SUMO-specific protease 2 restrains the differentiation of Th17 cells

Abstract

Abstract Accumulating evidence suggests that posttranslational modifications (PTMs) play a critical role in the regulation of cellular functions and disease progression. Several reports indicated that SUMOylation, a type of PTMs, contributes to diseases through modulation of cell signaling and functions. The process of SUMOylation is dynamic and can be reversibly removed by the sentrin-specific protease (SENP) family.
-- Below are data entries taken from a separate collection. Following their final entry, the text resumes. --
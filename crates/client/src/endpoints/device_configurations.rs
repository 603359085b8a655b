//! Device configuration profiles and their assignments

use intune_domain::{AssignmentOptions, IntuneError, Result};
use serde_json::{json, Value};

use super::collection::Collection;
use crate::http::{GraphClient, GraphRequest};

const BASE: &str = "/deviceManagement/deviceConfigurations";

const GROUP_ASSIGNMENT_TYPE: &str = "#microsoft.graph.deviceConfigurationGroupAssignment";

/// Proxy for classic device configuration profiles.
#[derive(Clone)]
pub struct DeviceConfigurations {
    collection: Collection,
}

impl DeviceConfigurations {
    pub(crate) fn new(client: GraphClient) -> Self {
        Self { collection: Collection::new(client, BASE) }
    }

    pub async fn list(&self) -> Result<Vec<Value>> {
        self.collection.list().await
    }

    pub async fn get(&self, configuration_id: &str) -> Result<Value> {
        self.collection.get(configuration_id).await
    }

    /// Create a configuration. The payload must carry its concrete
    /// `@odata.type`; the service rejects untyped payloads.
    pub async fn create(&self, configuration: Value) -> Result<Value> {
        self.collection.create(configuration).await
    }

    pub async fn update(&self, configuration_id: &str, configuration: Value) -> Result<Value> {
        self.collection.update(configuration_id, configuration).await
    }

    pub async fn delete(&self, configuration_id: &str) -> Result<()> {
        self.collection.delete(configuration_id).await
    }

    /// Replace all assignments on a configuration.
    ///
    /// Conflicting options (all-devices plus include groups) are rejected
    /// before any network call.
    pub async fn set_assignments(
        &self,
        configuration_id: &str,
        options: AssignmentOptions,
    ) -> Result<()> {
        let assignments = options.into_assignments()?;
        let body = serde_json::to_value(assignments)
            .map_err(|e| IntuneError::Decode(format!("failed to serialize assignments: {e}")))?;
        let path = format!("{}/assign", self.collection.item_path(configuration_id));
        self.collection
            .client()
            .send(&GraphRequest::post(path, json!({ "assignments": body })))
            .await?;
        Ok(())
    }

    // ------------------------------------------------------------------
    // Group assignments (legacy per-group resource)
    // ------------------------------------------------------------------

    pub async fn create_group_assignment(
        &self,
        configuration_id: &str,
        group_id: &str,
    ) -> Result<Value> {
        self.collection
            .nested(configuration_id, "groupAssignments")
            .create(json!({
                "@odata.type": GROUP_ASSIGNMENT_TYPE,
                "targetGroupId": group_id,
            }))
            .await
    }

    pub async fn list_group_assignments(&self, configuration_id: &str) -> Result<Vec<Value>> {
        self.collection.nested(configuration_id, "groupAssignments").list().await
    }

    pub async fn get_group_assignment(
        &self,
        configuration_id: &str,
        assignment_id: &str,
    ) -> Result<Value> {
        self.collection.nested(configuration_id, "groupAssignments").get(assignment_id).await
    }

    pub async fn delete_group_assignment(
        &self,
        configuration_id: &str,
        assignment_id: &str,
    ) -> Result<()> {
        self.collection.nested(configuration_id, "groupAssignments").delete(assignment_id).await
    }
}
Smad4 has been shown to suppress the differentiation of pathogenic Th17 cells and can be deSUMOylated by SENP2. Here, we would like to study whether SUMOylation may affect T cell development and differentiation, and T cell-mediated diseases. To study the roles of Senp2 in T cell lineage, we generated Senp2f/f×Lck-cre (CKO) mice. We found that there were more Th1 and Th17 cells in CKO mice in the steady state, as compared with those in littermate controls (wild type, WT) mice. Besides, Senp2-deficiency in T cells also promotes the progression of dextran sodium sulfate (DSS)-induced colitis in mice. The levels of IFNg and IL-17 produced by in vitro differentiated Th1 and Th17 cells, respectively, were higher when Senp2 is deleted. The enzymatic activity of Senp2 is required for the inhibition of Th17 differentiation; as compared with the effects of lentiviral vector expressing wild type Senp2, transduction of differentiating CKO Th17 cells with a lentiviral vector expressing a catalytic domain mutant Senp2 failed to suppress the frequency of Th17 cells. We are examining if SUMOylation affects the function of Smad4 in Th17 cells. Results from this study may provide insights into the new therapeutic strategy for the control of Th17-mediated diseases.